Il y a une vingtaine d’années, Boissy-Saint-Léger dans le Val-de-Marne était la capitale mondiale des orchidées. Des serres de la famille Lecoufle (Marcel Lecoufle et Vacherot & Lecoufle) sortaient depuis 1886 des orchidées vendues dans le monde entier chez les fleuristes les plus prestigieux. Aujourd’hui encore, Philippe Lecoufle reçoit tous les ans de nombreuses médailles d’or et récompenses pour la qualité et la beauté de ses créations lors des grandes expositions internationales.

Mais le marché a évolué.

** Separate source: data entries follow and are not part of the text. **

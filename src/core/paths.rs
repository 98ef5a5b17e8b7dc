// src/core/paths.rs

use crate::constants::{BUILD_DIR_NAME, SESSION_DIR_PREFIX};
use std::env::VarError;
use std::fs;
use std::io::ErrorKind;
use std::path::{Path, PathBuf};
use thiserror::Error;
use uuid::Uuid;

/// Path template errors.
#[derive(Error, Debug)]
pub enum PathError {
    #[error("Failed to expand path template '{template}': {message}")]
    Expansion { template: String, message: String },
}

/// A fresh, unique session directory path inside the system temp dir.
/// The directory itself is not created; the fork command does that.
pub fn generate_session_path() -> PathBuf {
    std::env::temp_dir().join(format!("{}{}", SESSION_DIR_PREFIX, Uuid::new_v4()))
}

/// Where the compiler writes artifacts for a package: the custom output dir when given,
/// `<package>/build` otherwise.
pub fn resolve_build_dir(package_dir: &Path, output_dir: Option<&Path>) -> PathBuf {
    match output_dir {
        Some(dir) => dir.to_path_buf(),
        None => package_dir.join(BUILD_DIR_NAME),
    }
}

/// Expands `~` and environment variables (`$VAR` / `${VAR}`) in a configured path.
pub fn expand_path(template: &str) -> Result<PathBuf, PathError> {
    expand_path_with(template, |var| std::env::var(var).ok())
}

/// Like `expand_path`, reading variables (and the home directory) through `lookup`.
/// A variable `lookup` does not know is an error, never an empty string.
pub fn expand_path_with<F>(template: &str, lookup: F) -> Result<PathBuf, PathError>
where
    F: Fn(&str) -> Option<String>,
{
    let home = lookup("HOME").or_else(|| lookup("USERPROFILE"));
    let expanded = shellexpand::full_with_context(
        template,
        move || home,
        |var| lookup(var).map(Some).ok_or(VarError::NotPresent),
    )
    .map_err(|e| PathError::Expansion {
        template: template.to_string(),
        message: e.to_string(),
    })?;
    Ok(PathBuf::from(expanded.into_owned()))
}

/// Removes a directory tree, treating "already gone" as success.
/// Other failures are logged and reported as `false`; they never propagate.
pub fn remove_dir_best_effort(path: &Path) -> bool {
    match fs::remove_dir_all(path) {
        Ok(()) => {
            log::debug!("Removed '{}'", path.display());
            true
        }
        Err(e) if e.kind() == ErrorKind::NotFound => true,
        Err(e) => {
            log::warn!("Could not remove '{}': {}", path.display(), e);
            false
        }
    }
}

Il est maintenant dominé par les orchidées hollandaises et asiatiques qui submergent la grande distribution. Ces orchidées de bonnes souches, clonées et forcées en serres industrielles, sont vendues dès leur première floraison. Pour la plupart, elles n’en connaîtront pas d’autres, trop immatures pour s’adapter aux appartements où elles vivront après leur achat. Comme de nombreux produits avant elles, les orchidées sont victimes d’un mode de production intensif qui offre à bas prix une jolie plante, fragile et inachevée.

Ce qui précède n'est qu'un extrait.